Longtime Thunder Road Speedbowl co-owner and promoter Tom Curley died on Friday following a lengthy illness.

Thomas M. Curley was 73 and was involved in Vermont and New England regional racing for most of his life. His career started at Thunder Road as a spectator and driver in the 1960s. He became the NASCAR Northeast regional director in 1978, and a year later created the NASCAR North Tour. He and Thunder Road founder Ken Squier then acquired the track in 1982.

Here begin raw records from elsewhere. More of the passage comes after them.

//! The single consumer loop.

use std::time::Duration;

use tokio_util::sync::CancellationToken;
use tracing::{debug, error, info, warn};

use crate::client::QueueClient;
use crate::handlers::JobHandlers;
use crate::jobs::Job;

use super::QUEUE_KEY;

/// Pops jobs one at a time and runs them to completion before popping the next.
pub(crate) struct Worker {
    client: QueueClient,
    handlers: JobHandlers,
    retry_delay: Duration,
    shutdown: CancellationToken,
}

impl Worker {
    pub(crate) fn new(
        client: QueueClient,
        handlers: JobHandlers,
        retry_delay: Duration,
        shutdown: CancellationToken,
    ) -> Self {
        Self {
            client,
            handlers,
            retry_delay,
            shutdown,
        }
    }

    /// Runs until the shutdown token fires.
    pub(crate) async fn run(self) {
        info!(queue = QUEUE_KEY, "worker started");

        loop {
            let raw = match self.client.brpop(QUEUE_KEY, &self.shutdown).await {
                Ok(raw) => raw,
                Err(e) if e.is_cancelled() => break,
                Err(e) => {
                    warn!(error = %e, retry_in = ?self.retry_delay, "failed to read from queue");
                    tokio::select! {
                        _ = self.shutdown.cancelled() => break,
                        _ = tokio::time::sleep(self.retry_delay) => continue,
                    }
                }
            };

            self.process(&raw).await;
        }

        info!(queue = QUEUE_KEY, "worker stopped");
    }

    /// Decodes and handles one popped envelope. Failures are logged and the
    /// job is dropped.
    async fn process(&self, raw: &[u8]) {
        let job = match Job::from_slice(raw) {
            Ok(job) => job,
            Err(e) => {
                warn!(error = %e, bytes = raw.len(), "dropping undecodable job");
                return;
            }
        };

        let kind = job.kind();
        debug!(%kind, "dispatching job");
        match self.handlers.handle(job).await {
            Ok(()) => debug!(%kind, "job finished"),
            Err(e) => error!(%kind, error = %e, "job failed, dropping"),
        }
    }
}
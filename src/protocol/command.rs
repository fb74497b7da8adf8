//! Request builder for RESP commands.

use bytes::{BufMut, Bytes, BytesMut};

use super::CRLF;

/// A command ready to be serialized and written to the socket.
///
/// On the wire a command is an array of bulk strings: the command name
/// followed by each argument.
///
/// # Examples
///
/// ```
/// use crucible::protocol::Command;
///
/// let bytes = Command::new("LPUSH").arg("jobs").arg(b"{}").into_bytes();
/// assert_eq!(&bytes[..], b"*3\r\n$5\r\nLPUSH\r\n$4\r\njobs\r\n$2\r\n{}\r\n");
/// ```
#[derive(Debug, Clone)]
pub struct Command {
    name: &'static str,
    args: Vec<Bytes>,
}

impl Command {
    /// Creates a command with no arguments.
    pub fn new(name: &'static str) -> Self {
        Self {
            name,
            args: Vec::new(),
        }
    }

    /// Appends a binary-safe argument.
    #[must_use]
    pub fn arg(mut self, arg: impl AsRef<[u8]>) -> Self {
        self.args.push(Bytes::copy_from_slice(arg.as_ref()));
        self
    }

    /// Returns the command name, used for error reporting.
    pub fn name(&self) -> &'static str {
        self.name
    }

    /// Serializes the command into a `BytesMut` buffer.
    pub fn into_bytes(self) -> BytesMut {
        let args_size: usize = self.args.iter().map(|a| a.len() + 16).sum();
        let estimated_size = 16 + self.name.len() + args_size;
        let mut buf = BytesMut::with_capacity(estimated_size);

        buf.put(format!("*{}\r\n", self.args.len() + 1).as_bytes());
        put_bulk(&mut buf, self.name.as_bytes());
        for arg in &self.args {
            put_bulk(&mut buf, arg);
        }

        buf
    }
}

fn put_bulk(buf: &mut BytesMut, data: &[u8]) {
    buf.put(format!("${}\r\n", data.len()).as_bytes());
    buf.put_slice(data);
    buf.put_slice(CRLF);
}

#[cfg(test)]
mod tests {
    use super::*;
    use crate::protocol::Value;

    #[test]
    fn zero_argument_command() {
        let bytes = Command::new("PING").into_bytes();
        assert_eq!(&bytes[..], b"*1\r\n$4\r\nPING\r\n");
    }

    #[test]
    fn blocking_pop_command() {
        let bytes = Command::new("BRPOP").arg("alchemy:tasks").arg("0").into_bytes();
        assert_eq!(
            &bytes[..],
            b"*3\r\n$5\r\nBRPOP\r\n$13\r\nalchemy:tasks\r\n$1\r\n0\r\n"
        );
    }

    #[test]
    fn encoded_command_decodes_as_bulk_array() {
        let bytes = Command::new("LPUSH").arg("q").arg(b"a\r\nb").into_bytes();
        let (value, _) = Value::parse(&bytes).unwrap();
        assert_eq!(
            value,
            Value::Array(Some(vec![
                Value::bulk("LPUSH"),
                Value::bulk("q"),
                Value::bulk(b"a\r\nb"),
            ]))
        );
    }

    #[test]
    fn name_is_preserved() {
        assert_eq!(Command::new("BRPOP").name(), "BRPOP");
    }
}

NASCAR dropped the North Tour, and thus dropped Curley. But Curley always felt a loyalty to “his” racers, and created the American-Canadian Tour (ACT) sanctioning body in 1986. Both Thunder Road and ACT became household names throughout the Northeast, making the Barre, Vermont, high banks one of the most popular regional auto racing destinations. He created the ACT Late Model rules package currently used at Thunder Road and numerous other Northeast tracks.

During pavement Late Model racing’s heyday of the ’80s and ’90s, there were three top promoters and series: Bob Harmon and the All Pro Series; Rex Robbins and the American Speed Association; and Curley with ACT. At one time Curley arranged to have the three series run some combined races as The Stock Car Connection. A live television package for the events was prepared for The Nashville Network, and K-Mart was to be the official sponsor. But the deal fell apart when K-Mart pulled out to become the official something or other of NASCAR.

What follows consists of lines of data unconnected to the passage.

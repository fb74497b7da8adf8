//! Background tasks: a queue-backed job orchestrator.
//!
//! [`TaskQueue`] lets request handlers offload work onto a remote list and
//! runs a single consumer that pops jobs in FIFO order and hands them to
//! [`JobHandlers`](crate::handlers::JobHandlers). A periodic scheduler can
//! enqueue a verification sweep at a fixed interval.
//!
//! ## Delivery
//!
//! Delivery is at-most-once. `BRPOP` removes a job from the store before its
//! handler runs, so a crash mid-job loses it. Jobs whose envelope cannot be
//! decoded or whose handler fails are logged and dropped; there is no retry
//! and no dead-letter list.
//!
//! ## Example
//!
//! ```rust,no_run
//! use std::sync::Arc;
//! use crucible::background::TaskQueue;
//! use crucible::client::QueueClient;
//! use crucible::handlers::Stores;
//! use crucible::store::memory::{
//!     MemoryAudits, MemoryMaterials, MemoryMissions, MemoryTransmutations,
//! };
//!
//! # async fn run() -> Result<(), crucible::background::QueueError> {
//! let stores = Stores {
//!     transmutations: Arc::new(MemoryTransmutations::new()),
//!     missions: Arc::new(MemoryMissions::new()),
//!     materials: Arc::new(MemoryMaterials::new()),
//!     audits: Arc::new(MemoryAudits::new()),
//! };
//! let queue = TaskQueue::new(QueueClient::new("localhost:6379"), stores);
//! queue.start().await?;
//! queue.enqueue_register_audit("create", "material", 7, "a@x.com", "x").await?;
//! queue.stop();
//! # Ok(())
//! # }
//! ```

use std::fmt;
use std::sync::atomic::{AtomicBool, AtomicU8, Ordering};
use std::time::Duration;

use async_trait::async_trait;
use chrono::Utc;
use thiserror::Error;
use tokio_util::sync::CancellationToken;
use tracing::{debug, info, warn};

use crate::client::{ClientError, QueueClient};
use crate::config::QueueConfig;
use crate::handlers::{DEFAULT_WORK_DURATION, JobHandlers, Stores};
use crate::jobs::{
    DailyVerificationPayload, EnvelopeError, Job, ProcessTransmutationPayload, RegisterAuditPayload,
};

mod scheduler;
mod thresholds;
mod worker;

pub use thresholds::{
    DEFAULT_LOW_STOCK, DEFAULT_PENDING_AGE, DEFAULT_VERIFICATION_INTERVAL, Thresholds,
};

use scheduler::Scheduler;
use worker::Worker;

/// The single list every job kind is pushed onto.
pub const QUEUE_KEY: &str = "alchemy:tasks";

/// Pause before the worker retries after a connectivity error.
pub const DEFAULT_RETRY_DELAY: Duration = Duration::from_secs(2);

/// Errors produced by [`TaskQueue`].
#[derive(Debug, Error)]
pub enum QueueError {
    #[error("task queue has not been started (state: {state})")]
    NotStarted { state: Lifecycle },

    #[error("task queue has been stopped and cannot be restarted")]
    AlreadyStopped,

    #[error("task queue is not available: {0}")]
    Unavailable(#[source] ClientError),

    #[error("failed to push job: {0}")]
    Client(#[from] ClientError),

    #[error(transparent)]
    Envelope(#[from] EnvelopeError),
}

/// Orchestrator lifecycle. Transitions only move forward.
#[derive(Debug, Clone, Copy, PartialEq, Eq)]
#[repr(u8)]
pub enum Lifecycle {
    NotStarted = 0,
    Running = 1,
    Stopped = 2,
}

impl Lifecycle {
    fn from_u8(raw: u8) -> Self {
        match raw {
            0 => Self::NotStarted,
            1 => Self::Running,
            _ => Self::Stopped,
        }
    }
}

impl fmt::Display for Lifecycle {
    fn fmt(&self, f: &mut fmt::Formatter<'_>) -> fmt::Result {
        f.write_str(match self {
            Self::NotStarted => "not started",
            Self::Running => "running",
            Self::Stopped => "stopped",
        })
    }
}

/// The enqueue surface HTTP handlers depend on.
#[async_trait]
pub trait Dispatcher: Send + Sync {
    async fn enqueue_transmutation_processing(
        &self,
        transmutation_id: u64,
        requested_by: &str,
    ) -> Result<(), QueueError>;

    async fn enqueue_audit(
        &self,
        action: &str,
        entity: &str,
        entity_id: u64,
        user_email: &str,
        details: &str,
    ) -> Result<(), QueueError>;
}

/// Serializes jobs and pushes them onto [`QUEUE_KEY`].
#[derive(Debug, Clone)]
pub(crate) struct Producer {
    client: QueueClient,
}

impl Producer {
    pub(crate) async fn push(&self, job: &Job) -> Result<(), QueueError> {
        let raw = job.to_bytes()?;
        self.client.lpush(QUEUE_KEY, &raw).await?;
        debug!(kind = %job.kind(), queue = QUEUE_KEY, "job enqueued");
        Ok(())
    }
}

/// Queue-backed job orchestrator.
///
/// Construct it once at startup, configure it, call [`start`](Self::start),
/// then share it (usually as `Arc<TaskQueue>` or `Arc<dyn Dispatcher>`) with
/// everything that enqueues jobs.
pub struct TaskQueue {
    client: QueueClient,
    stores: Stores,
    thresholds: Thresholds,
    work_duration: Duration,
    retry_delay: Duration,
    state: AtomicU8,
    scheduled: AtomicBool,
    shutdown: CancellationToken,
}

impl TaskQueue {
    /// Creates a stopped-until-started orchestrator with default thresholds.
    pub fn new(client: QueueClient, stores: Stores) -> Self {
        Self {
            client,
            stores,
            thresholds: Thresholds::default(),
            work_duration: DEFAULT_WORK_DURATION,
            retry_delay: DEFAULT_RETRY_DELAY,
            state: AtomicU8::new(Lifecycle::NotStarted as u8),
            scheduled: AtomicBool::new(false),
            shutdown: CancellationToken::new(),
        }
    }

    /// Builds an orchestrator from loaded configuration.
    pub fn from_config(config: &QueueConfig, stores: Stores) -> Self {
        let mut queue = Self::new(QueueClient::new(config.redis_address.clone()), stores);
        queue.configure_thresholds(
            config.verification_interval(),
            config.pending_age(),
            config.low_stock_threshold(),
        );
        queue
    }

    /// Overrides the simulated processing time of a transmutation.
    #[must_use]
    pub fn work_duration(mut self, duration: Duration) -> Self {
        self.work_duration = duration;
        self
    }

    /// Overrides the pause between failed pops.
    #[must_use]
    pub fn retry_delay(mut self, delay: Duration) -> Self {
        self.retry_delay = delay;
        self
    }

    /// Overrides thresholds; see [`Thresholds::apply`] for which values count.
    ///
    /// The worker and scheduler take a snapshot when they are spawned, so
    /// configure before [`start`](Self::start).
    pub fn configure_thresholds(
        &mut self,
        verification_interval: Option<Duration>,
        pending_age: Option<Duration>,
        low_stock: Option<f64>,
    ) {
        self.thresholds.apply(verification_interval, pending_age, low_stock);
    }

    pub fn thresholds(&self) -> Thresholds {
        self.thresholds
    }

    pub fn state(&self) -> Lifecycle {
        Lifecycle::from_u8(self.state.load(Ordering::Acquire))
    }

    /// Verifies connectivity and spawns the consumer.
    ///
    /// Calling `start` on a running queue is a no-op.
    ///
    /// # Errors
    ///
    /// - [`QueueError::Unavailable`]: the store did not answer `PING`; no
    ///   worker is spawned and the queue stays not started.
    /// - [`QueueError::AlreadyStopped`]: [`stop`](Self::stop) was called.
    pub async fn start(&self) -> Result<(), QueueError> {
        match self.state() {
            Lifecycle::Running => return Ok(()),
            Lifecycle::Stopped => return Err(QueueError::AlreadyStopped),
            Lifecycle::NotStarted => {}
        }

        self.client.ping().await.map_err(QueueError::Unavailable)?;

        if let Err(current) = self.state.compare_exchange(
            Lifecycle::NotStarted as u8,
            Lifecycle::Running as u8,
            Ordering::AcqRel,
            Ordering::Acquire,
        ) {
            // Lost a race against another start() or a stop().
            return match Lifecycle::from_u8(current) {
                Lifecycle::Stopped => Err(QueueError::AlreadyStopped),
                _ => Ok(()),
            };
        }

        let handlers = JobHandlers::new(self.stores.clone(), self.thresholds)
            .work_duration(self.work_duration);
        let worker = Worker::new(
            self.client.clone(),
            handlers,
            self.retry_delay,
            self.shutdown.clone(),
        );
        tokio::spawn(worker.run());

        info!(address = %self.client.addr(), queue = QUEUE_KEY, "task queue started");
        Ok(())
    }

    /// Signals the worker and scheduler to exit.
    ///
    /// Returns immediately; a job already being handled runs to completion in
    /// the background.
    pub fn stop(&self) {
        let previous =
            Lifecycle::from_u8(self.state.swap(Lifecycle::Stopped as u8, Ordering::AcqRel));
        self.shutdown.cancel();
        if previous != Lifecycle::Stopped {
            info!(previous = %previous, "task queue stopped");
        }
    }

    /// Enqueues a verification sweep now and then once per configured interval.
    ///
    /// Repeated calls do not start additional schedulers.
    pub fn schedule_daily_verification(&self) -> Result<(), QueueError> {
        self.ensure_running()?;
        if self.scheduled.swap(true, Ordering::AcqRel) {
            debug!("daily verification already scheduled");
            return Ok(());
        }

        let scheduler = Scheduler::new(
            self.producer(),
            self.thresholds.verification_interval,
            self.shutdown.clone(),
        );
        tokio::spawn(scheduler.run());
        Ok(())
    }

    /// Enqueues processing of a pending transmutation.
    pub async fn enqueue_process_transmutation(
        &self,
        transmutation_id: u64,
        requested_by: impl Into<String>,
    ) -> Result<(), QueueError> {
        self.enqueue(Job::ProcessTransmutation(ProcessTransmutationPayload {
            transmutation_id,
            requested_by: requested_by.into(),
        }))
        .await
    }

    /// Enqueues an audit entry so the caller does not wait on the write.
    pub async fn enqueue_register_audit(
        &self,
        action: impl Into<String>,
        entity: impl Into<String>,
        entity_id: u64,
        user_email: impl Into<String>,
        details: impl Into<String>,
    ) -> Result<(), QueueError> {
        self.enqueue(Job::RegisterAudit(RegisterAuditPayload {
            action: action.into(),
            entity: entity.into(),
            entity_id,
            user_email: user_email.into(),
            details: details.into(),
        }))
        .await
    }

    /// Enqueues a single verification sweep outside the schedule.
    pub async fn enqueue_daily_verification(&self) -> Result<(), QueueError> {
        self.enqueue(Job::DailyVerification(DailyVerificationPayload {
            executed_at: Utc::now(),
        }))
        .await
    }

    async fn enqueue(&self, job: Job) -> Result<(), QueueError> {
        self.ensure_running()?;
        self.producer().push(&job).await.inspect_err(|e| {
            warn!(kind = %job.kind(), error = %e, "failed to enqueue job");
        })
    }

    fn ensure_running(&self) -> Result<(), QueueError> {
        match self.state() {
            Lifecycle::Running => Ok(()),
            state => Err(QueueError::NotStarted { state }),
        }
    }

    fn producer(&self) -> Producer {
        Producer {
            client: self.client.clone(),
        }
    }
}

impl Drop for TaskQueue {
    fn drop(&mut self) {
        self.shutdown.cancel();
    }
}

#[async_trait]
impl Dispatcher for TaskQueue {
    async fn enqueue_transmutation_processing(
        &self,
        transmutation_id: u64,
        requested_by: &str,
    ) -> Result<(), QueueError> {
        self.enqueue_process_transmutation(transmutation_id, requested_by)
            .await
    }

    async fn enqueue_audit(
        &self,
        action: &str,
        entity: &str,
        entity_id: u64,
        user_email: &str,
        details: &str,
    ) -> Result<(), QueueError> {
        self.enqueue_register_audit(action, entity, entity_id, user_email, details)
            .await
    }
}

The annual Thunder Road end-of-season special known as The Milk Bowl is one of the most unique and exciting races in the country. The race is run in three 50-lap segments, each scored separately and points awarded. The entire field is inverted from the finishing order of each segment for the start of the next. The winner of the Milk Bowl – who gets to kiss a cow in Victory Lane – is determined by points following the three segments. Curley didn’t create the event, but under his leadership it became one of the biggest Late Model races in the country.

A family of four could get into Thunder Road’s weekly show for $20, and it was always filled with spectators. When asked why the track ran its successful weekly show on Thursday nights, Curley stated that it was because the local quarry paid its employees on Thursdays.

But Curley was driven by the philosophy that racing should be more exciting and affordable for the fans, and he believed it should be more affordable for the racers. His “ladder system” for weekly racing became known throughout the country. His ACT Late Models were among the first to use sealed “crate” engines to keep competitor costs down. And you didn’t dare mess with the rules, as Curley had no problem throwing violators out and suspending them for great lengths of time. If you were outraced in an ACT event or at Thunder Road, you knew you were beaten fair and square.

Many well-known figures in racing cut their teeth under Curley. Drivers who came up through Curley’s system include former NASCAR Cup competitors Ricky Craven and Kevin LePage. NASCAR Motor Racing Network’s Dave Moody honed his skills in Vermont radio and as the track announcer at Thunder Road. Even Vermont’s new governor, Phil Scott, won championships in ACT and at Thunder Road, and continues to race when his duties allow.

Curley was a frequent speaker at promoter workshops, and nationally recognized for his efforts. Racing Promotion Monthly named Curley the North American Promoter of the Year in 2004. He also received the Lowes Motor Speedway National Short Track Promoter of the Year Award in 2003, and the Trackside Magazine Promoter of the Year Award in 1992. In 2009 Curley was inducted into the New England Auto Racing Hall of Fame.

Though his health declined, he continued to be a presence at Thunder Road. The last time I attended the track for the 2015 Milk Bowl, Curley continued to hold the drivers meeting and orchestrate the festivities behind the scenes despite requiring oxygen and a golf cart to get around.

He and Squier recently sold the track. It is hoped that it will continue to be operated in a fashion that would make Tom Curley proud. Other promoters around the country would be wise to study Curley’s methods. If they could be half as successful as Tom Curley, the sport will be in good shape.

Veteran motorsports columnist Craig Murto is a Linden resident.